So you've decided you want to design games. Maybe you have one idea in mind, or more likely a hundred. Maybe you don't have any idea what kind of game you want to design, but you know it sounds like fun. I mean, it's games, right?

One thing I want to do with my blog (at, is go over the board game industry in general, and how we're building a board game publishing company from the ground up. It really is a lot of fun, but there's a lot of work to be put into building any business, and the secretive nature of the game publishing industry makes our job that much harder. I want to share what I've learned (and what I'm learning daily), as well as show proof that it really is possible to do what you love in life, successfully, if you go all in on it.

Back to your game(s). You most likely have a billion ideas running around in your head, just waiting to explode from your brain and onto the table. You've developed a whole new genre of board game, or a new twist to an old theme. Or maybe you already have a few projects you've been working on. You've perhaps tested the game a couple times, maybe shown it to family and friends, or even had playtest group you've never met before provide you feedback, and they think it's great. You go to bed at night, dreaming of all the success you will have, the life you will lead as a big name game designer, or perhaps even just the joy of seeing the 10-20 people you let play your game enjoying themselves with something you've created.

But hold on! You forgot one of the most important first things to do (and no, it's not taking out the trash).

In all of the books I've ever read about game design, from all the tips I've ever gotten on business, there is one vital thig I've heard only once: "Before you start, know what you want." It's not something that's talked about often, and certainly not something that I thought about when I first started designing games. Not right away. What I would do with a successful game, what I would define as a success, was a problem I could deal with when I got there.

Now there are certainly a lot of things to think about when designing a game, and I don't want to take you away from it for too long, but sit down just for just a little while, and think about what you want to achieve from your successful project. You don't have to try and take over the world. Sometimes, presenting a fun activity for your family on a Saturday evening is more than enough reason to make something new and exciting. But when you actually define what it is that you want from your project, then it becomes much more obvious what you need to do to succeed.

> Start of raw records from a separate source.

//! Domain layer for the Catalog context.

pub mod catalog;
pub mod ingredient;
pub mod potion;
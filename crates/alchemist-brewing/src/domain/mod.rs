//! Domain layer for the Brewing context.

pub mod commands;
pub mod composer;
pub mod recipe;
pub mod scoring;
pub mod selector;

I've seen a lot of people ask whether or not, for example, they should take their game to Kickstarter, or present it directly to a company. Whether they should playtest it themselves, or send it out to others. Whether they should make all their own art for a project, or contract out the work, or bring someone else onto the team, or be satisfied with stick figures. (But not mine. I can't even draw a straight line. More like... squiggle figures.)

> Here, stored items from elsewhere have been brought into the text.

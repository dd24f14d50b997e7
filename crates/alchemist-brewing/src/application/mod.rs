//! Application layer for the Brewing context.

pub mod command_handlers;
//! The foraging attempt record.

use alchemist_catalog::domain::catalog::CatalogPort;
use alchemist_catalog::domain::ingredient::{Ingredient, IngredientRarity, Region};
use alchemist_core::clock::Clock;
use alchemist_core::error::DomainError;
use alchemist_core::rng::DeterministicRng;
use alchemist_core::talents::TalentConfig;
use chrono::{DateTime, Utc};
use serde::{Deserialize, Serialize};
use uuid::Uuid;

use super::commands::ForageIngredient;
use super::dice::{self, AdvantageMode, BonusDie};
use super::resolver::resolve_forage;
use super::selector::pick_for_resolution;
use super::talents::apply_double_forage;

/// Record type of a stored foraging attempt.
pub const FORAGE_ATTEMPT_RECORD_TYPE: &str = "foraging.attempt";

/// Record type of a stored pantry collection.
pub const INGREDIENT_COLLECTED_RECORD_TYPE: &str = "inventory.ingredient_collected";

/// An immutable record of one foraging attempt.
///
/// `success == false` exactly when `rarity` is `Common`, `ingredient` is
/// `None` and `quantity` is 0 because the roll missed the lowest band.
#[derive(Debug, Clone, PartialEq, Eq, Serialize, Deserialize)]
pub struct ForageAttempt {
    /// Attempt identifier.
    pub id: Uuid,
    /// The player who foraged.
    pub player_id: Uuid,
    /// When the attempt was made.
    pub timestamp: DateTime<Utc>,
    /// Where the player foraged.
    pub region: Region,
    /// The skill used for the check.
    pub test_type: String,
    /// Flat modifier added to the check.
    pub modifier: i32,
    /// Bonus die added to the check, if any.
    pub bonus_die: Option<BonusDie>,
    /// Advantage mode of the check die.
    pub advantage: AdvantageMode,
    /// The kept d20.
    pub natural_roll: u32,
    /// The discarded d20 under advantage or disadvantage.
    pub second_roll: Option<u32>,
    /// Final total.
    pub total_roll: i32,
    /// DC of the band reached.
    pub dc: i32,
    /// Label of the band reached.
    pub dc_range: String,
    /// Whether the roll reached the lowest band.
    pub success: bool,
    /// Rarity tier after downgrades.
    pub rarity: IngredientRarity,
    /// Whether the ingredient is native to `region`.
    pub is_native: bool,
    /// The ingredient found.
    pub ingredient: Option<Ingredient>,
    /// Units found.
    pub quantity: u32,
}

impl ForageAttempt {
    /// Rolls, resolves and picks an ingredient for `command`.
    ///
    /// Draw order: the check die (twice under advantage or disadvantage),
    /// any downgrade draws, then the pool pick.
    ///
    /// # Errors
    ///
    /// Returns `DomainError::EmptyCatalog` if the roll succeeded but the
    /// matching ingredient pool is empty.
    pub fn perform(
        command: &ForageIngredient,
        talents: &TalentConfig,
        catalog: &dyn CatalogPort,
        clock: &dyn Clock,
        rng: &mut dyn DeterministicRng,
    ) -> Result<Self, DomainError> {
        let check = dice::roll_with_advantage(rng, command.advantage);
        let total = dice::total_roll(check.roll, command.modifier, command.bonus_die.as_ref());
        let resolution = resolve_forage(total, rng);
        let ingredient = pick_for_resolution(catalog, &command.region, &resolution, rng)?;
        let quantity = if ingredient.is_some() {
            apply_double_forage(&resolution, talents.double_forage_talent)
        } else {
            0
        };

        Ok(Self {
            id: Uuid::new_v4(),
            player_id: command.player_id,
            timestamp: clock.now(),
            region: command.region.clone(),
            test_type: command.test_type.clone(),
            modifier: command.modifier,
            bonus_die: command.bonus_die,
            advantage: command.advantage,
            natural_roll: check.roll,
            second_roll: check.second_roll,
            total_roll: total,
            dc: resolution.dc,
            dc_range: resolution.dc_range,
            success: resolution.success,
            rarity: resolution.rarity,
            is_native: resolution.is_native,
            ingredient,
            quantity,
        })
    }
}

#[cfg(test)]
mod tests {
    use super::*;
    use crate::domain::dice::BonusDieKind;
    use alchemist_catalog::domain::catalog::{CatalogData, InMemoryCatalog};
    use alchemist_test_support::{FixedClock, SequenceRng, sample_catalog};
    use chrono::TimeZone;

    fn fixed_clock() -> FixedClock {
        FixedClock(Utc.with_ymd_and_hms(2026, 1, 15, 10, 0, 0).unwrap())
    }

    fn command(modifier: i32, advantage: AdvantageMode) -> ForageIngredient {
        ForageIngredient {
            correlation_id: Uuid::new_v4(),
            player_id: Uuid::new_v4(),
            region: Region::new("Whispering Woods"),
            test_type: "survival".to_owned(),
            modifier,
            bonus_die: None,
            advantage,
        }
    }

    #[test]
    fn test_failed_roll_records_no_ingredient() {
        // d20 = 5, +2 → 7: below the lowest band, no further draws.
        let mut rng = SequenceRng::new(vec![5]);
        let cmd = command(2, AdvantageMode::Normal);

        let attempt = ForageAttempt::perform(
            &cmd,
            &TalentConfig::default(),
            &sample_catalog(),
            &fixed_clock(),
            &mut rng,
        )
        .unwrap();

        assert!(!attempt.success);
        assert_eq!(attempt.total_roll, 7);
        assert_eq!(attempt.rarity, IngredientRarity::Common);
        assert_eq!(attempt.dc, 10);
        assert_eq!(attempt.dc_range, "10-15");
        assert!(attempt.ingredient.is_none());
        assert_eq!(attempt.quantity, 0);
        assert_eq!(attempt.player_id, cmd.player_id);
        assert_eq!(attempt.timestamp, fixed_clock().0);
    }

    #[test]
    fn test_common_success_with_double_forage_yields_two() {
        // d20 = 11, +1 → 12: common band, pick index 1 → Thornroot.
        let mut rng = SequenceRng::new(vec![11, 1]);
        let talents = TalentConfig {
            double_forage_talent: true,
            ..TalentConfig::default()
        };

        let attempt = ForageAttempt::perform(
            &command(1, AdvantageMode::Normal),
            &talents,
            &sample_catalog(),
            &fixed_clock(),
            &mut rng,
        )
        .unwrap();

        assert!(attempt.success);
        assert_eq!(attempt.rarity, IngredientRarity::Common);
        assert!(attempt.is_native);
        assert_eq!(attempt.ingredient.unwrap().name, "Thornroot");
        assert_eq!(attempt.quantity, 2);
    }

    #[test]
    fn test_advantage_and_bonus_die_feed_the_total() {
        // d20s 9 and 18 under advantage → 18, +3 modifier, +5 bonus → 26.
        // Rare band: 0.8 keeps rare, pick index 0 → Drake Tear.
        let mut rng = SequenceRng::new(vec![9, 18, 0]).with_fractions(vec![0.8]);
        let mut cmd = command(3, AdvantageMode::Advantage);
        cmd.bonus_die = Some(BonusDie {
            kind: BonusDieKind::D6,
            value: 5,
        });

        let attempt = ForageAttempt::perform(
            &cmd,
            &TalentConfig::default(),
            &sample_catalog(),
            &fixed_clock(),
            &mut rng,
        )
        .unwrap();

        assert_eq!(attempt.natural_roll, 18);
        assert_eq!(attempt.second_roll, Some(9));
        assert_eq!(attempt.total_roll, 26);
        assert_eq!(attempt.rarity, IngredientRarity::Rare);
        assert_eq!(attempt.ingredient.unwrap().id, 7);
        assert_eq!(attempt.quantity, 1);
    }

    #[test]
    fn test_success_against_empty_catalog_returns_error() {
        let mut rng = SequenceRng::new(vec![15, 0]);
        let catalog = InMemoryCatalog::new(CatalogData::default());

        let result = ForageAttempt::perform(
            &command(0, AdvantageMode::Normal),
            &TalentConfig::default(),
            &catalog,
            &fixed_clock(),
            &mut rng,
        );

        assert!(matches!(result, Err(DomainError::EmptyCatalog(_))));
    }
}
//! Alchemist: Inventory bounded context.
//!
//! Tracks how many units of each collected ingredient a player still holds
//! and when a stack was used up. Created potions reuse the same stock
//! lifecycle.

pub mod domain;
//! Command abstractions.

use uuid::Uuid;

/// Trait that all commands implement.
pub trait Command: Send + Sync + std::fmt::Debug {
    /// The type name for this command (for logging/routing).
    fn command_type(&self) -> &'static str;

    /// Correlation ID to trace this command through the system.
    fn correlation_id(&self) -> Uuid;

    /// The player on whose behalf the command runs.
    fn player_id(&self) -> Uuid;
}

All of these answers become clear as soon as you define what you want. Here are some common possibilities, though there are as many reasons to design games as there are people... or even more!

1) Making the Dream
Maybe you've thought about this game for a long time. Perhaps you've worked on some rules with buddies at your play group, or you've always wanted to fix that one rule in that one game... Regardless, people who want to 'Make the Dream' generally just want to make one copy of the game that they can show off be proud of. They want to accomplish something, a challenge unique to board game design where they can show the fullest extent of their creativity. 'Dream Games' are usually extremely complex, have a very limited scope (a lot of 'Dream Games' are war games), or are actually just re-envisionings of a favorite game.

2) Making Fun
'Fun Games' are all about getting as many people a possible to enjoy something that you have created yourself. You enjy other people enjoying your game, and nothing sounds better than a compliment on a job well done. Sometimes 'Fun Games' are just about sharing the game with family and friends, but many people who make 'Fun Games' would like to have 100 people or 1000 people out there really enjoying their game.

3) Making Profit
Games that fall in the 'Profitable Games' category include the ones that people make to sell on Kickstarter, to publishers, or even just at the local garage sale. They usually need to be flashier than 'Dream Games', but appeal to a lot more people than most games, so that they can be sold. People who make 'Profitable Games' usually want as many people as possible to play the game, and want to at least fund the hobby, so that they don't lose cash making games, although some do expect to actually make a living making board games.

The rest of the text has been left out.